The full text of the 1996 Apple “Think
Different” ad goes:
Here’s to the crazy ones. The misfits. The rebels. The troublemakers. The round pegs in the square holes. The ones who see things differently. They’re not fond of rules. And they have no respect for the status quo. You can quote them, disagree with them, glorify or vilify them. But the only thing you can’t do is ignore them. Because they change things. They invent. They imagine. They heal. They explore. They create. They inspire. They push the human race forward.
Maybe they have to be crazy.
How else can you stare at an empty canvas and see a work of art? Or sit in silence and hear a song that’s never been written? Or gaze at a red planet and see a laboratory on wheels? We make tools for these kinds of people.
While some see them as the crazy ones, we see genius. Because the people who are crazy enough to think they can change the world, are the ones who do.
I appreciate the geniuses behind innovation.
They do move the human race forward. At the same time, I am on guard of the
manipulative muscle of marketing. Isaacson pointed out that Apple spent $75
million of advertising money to the iPod, even though the category didn’t
justify one hundredth of that. That meant that Apple completely dominated the
market for music players. It outspent everybody by a factor of about a hundred.
This human race can be led to believe a lot of
things especially now with social media.
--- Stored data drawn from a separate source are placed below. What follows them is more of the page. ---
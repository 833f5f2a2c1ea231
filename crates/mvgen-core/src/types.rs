//! Small value types shared by syntax and symbols.

use std::fmt;

/// Index of a type symbol inside a semantic model's arena.
#[derive(Debug, Clone, Copy, PartialEq, Eq, Hash, PartialOrd, Ord)]
pub struct TypeId(pub u32);

impl TypeId {
    pub fn index(self) -> usize {
        self.0 as usize
    }
}

/// How an argument is passed to a parameter.
#[derive(Debug, Clone, Copy, PartialEq, Eq, Hash, Default)]
pub enum RefKind {
    #[default]
    None,
    In,
    Ref,
    Out,
}

impl RefKind {
    /// Keyword to write before the argument or parameter, with trailing space.
    pub fn prefix(&self) -> &'static str {
        match self {
            Self::None => "",
            Self::In => "in ",
            Self::Ref => "ref ",
            Self::Out => "out ",
        }
    }

    /// Whether a parameter with this kind can receive a value (everything but `out`).
    pub fn accepts_value(&self) -> bool {
        matches!(self, Self::None | Self::In | Self::Ref)
    }
}

/// Classification of a type symbol.
#[derive(Debug, Clone, Copy, PartialEq, Eq, Hash)]
pub enum TypeKind {
    Class,
    Struct,
    Interface,
    Enum,
    Array,
    TypeParameter,
    Error,
}

impl TypeKind {
    pub fn is_value_type(&self) -> bool {
        matches!(self, Self::Struct | Self::Enum)
    }

    pub fn is_reference_type(&self) -> bool {
        matches!(self, Self::Class | Self::Interface | Self::Array)
    }
}

/// Declared accessibility of a member.
#[derive(Debug, Clone, Copy, PartialEq, Eq, Hash, Default)]
pub enum Accessibility {
    #[default]
    NotApplicable,
    Private,
    Protected,
    Internal,
    Public,
    ProtectedOrInternal,
    ProtectedAndInternal,
}

impl Accessibility {
    pub fn keyword(&self) -> &'static str {
        match self {
            Self::Public => "public",
            Self::Private => "private",
            Self::Protected => "protected",
            Self::Internal => "internal",
            Self::ProtectedOrInternal => "protected internal",
            Self::ProtectedAndInternal => "private protected",
            Self::NotApplicable => "",
        }
    }
}

/// The language's keyword types.
#[derive(Debug, Clone, Copy, PartialEq, Eq, Hash)]
pub enum PredefinedType {
    Bool,
    Byte,
    SByte,
    Char,
    Short,
    UShort,
    Int,
    UInt,
    Long,
    ULong,
    Float,
    Double,
    Decimal,
    String,
    Object,
}

impl PredefinedType {
    pub const ALL: [PredefinedType; 15] = [
        Self::Bool,
        Self::Byte,
        Self::SByte,
        Self::Char,
        Self::Short,
        Self::UShort,
        Self::Int,
        Self::UInt,
        Self::Long,
        Self::ULong,
        Self::Float,
        Self::Double,
        Self::Decimal,
        Self::String,
        Self::Object,
    ];

    pub fn from_keyword(word: &str) -> Option<Self> {
        Self::ALL.iter().copied().find(|ty| ty.keyword() == word)
    }

    pub fn keyword(&self) -> &'static str {
        match self {
            Self::Bool => "bool",
            Self::Byte => "byte",
            Self::SByte => "sbyte",
            Self::Char => "char",
            Self::Short => "short",
            Self::UShort => "ushort",
            Self::Int => "int",
            Self::UInt => "uint",
            Self::Long => "long",
            Self::ULong => "ulong",
            Self::Float => "float",
            Self::Double => "double",
            Self::Decimal => "decimal",
            Self::String => "string",
            Self::Object => "object",
        }
    }

    /// Metadata name of the underlying runtime type.
    pub fn metadata_name(&self) -> &'static str {
        match self {
            Self::Bool => "System.Boolean",
            Self::Byte => "System.Byte",
            Self::SByte => "System.SByte",
            Self::Char => "System.Char",
            Self::Short => "System.Int16",
            Self::UShort => "System.UInt16",
            Self::Int => "System.Int32",
            Self::UInt => "System.UInt32",
            Self::Long => "System.Int64",
            Self::ULong => "System.UInt64",
            Self::Float => "System.Single",
            Self::Double => "System.Double",
            Self::Decimal => "System.Decimal",
            Self::String => "System.String",
            Self::Object => "System.Object",
        }
    }

    pub fn from_metadata_name(name: &str) -> Option<Self> {
        Self::ALL.iter().copied().find(|ty| ty.metadata_name() == name)
    }
}

impl fmt::Display for PredefinedType {
    fn fmt(&self, f: &mut fmt::Formatter<'_>) -> fmt::Result {
        f.write_str(self.keyword())
    }
}

#[cfg(test)]
mod tests {
    use super::*;

    #[test]
    fn test_predefined_round_trip() {
        for ty in PredefinedType::ALL {
            assert_eq!(PredefinedType::from_keyword(ty.keyword()), Some(ty));
            assert_eq!(PredefinedType::from_metadata_name(ty.metadata_name()), Some(ty));
        }
        assert_eq!(PredefinedType::from_keyword("void"), None);
    }

    #[test]
    fn test_ref_kind_accepts_value() {
        assert!(RefKind::None.accepts_value());
        assert!(RefKind::In.accepts_value());
        assert!(RefKind::Ref.accepts_value());
        assert!(!RefKind::Out.accepts_value());
    }
}
//! Error types shared across the mvgen crates.

use std::path::PathBuf;

use thiserror::Error;

/// Errors while reading declaration source.
#[derive(Debug, Error, PartialEq, Eq)]
pub enum ParseError {
    #[error("Unexpected token at line {line}, column {column}: expected {expected}, found {found:?}")]
    UnexpectedToken {
        found: String,
        expected: String,
        line: u32,
        column: u32,
    },

    #[error("Unterminated string starting at line {line}")]
    UnterminatedString { line: u32 },

    #[error("Unterminated comment starting at line {line}")]
    UnterminatedComment { line: u32 },

    #[error("Invalid character {found:?} at line {line}, column {column}")]
    InvalidCharacter { found: char, line: u32, column: u32 },

    #[error("Unbalanced '{delimiter}' opened at line {line}")]
    UnbalancedDelimiter { delimiter: char, line: u32 },

    #[error("Unexpected end of input")]
    UnexpectedEof,
}

/// Errors while loading generator configuration.
#[derive(Debug, Error)]
pub enum ConfigError {
    #[error("Failed to read config file {path}: {source}")]
    Read {
        path: PathBuf,
        #[source]
        source: std::io::Error,
    },

    #[error("Invalid config: {0}")]
    Json(#[from] serde_json::Error),
}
To go after wants rather than needs,
to desire flash over substance.
I am not an Apple user, so I haven't come
anywhere near Steve's or the echoes of post-Steve’s reality distortion field.
I’ll likely be the kid who shouts, "But the emperor has no clothes
on!". I am still wondering how it is that this man wasn't dragged to court
for his conduct at the workplace (or was he, and his lawyers and publicists
quietly hushed things up?).
Isaacson is a wonderful author. He can make
readers feel sympathetic towards his subject while at the same time give
readers the chance to take a step back and see things from a bigger
perspective.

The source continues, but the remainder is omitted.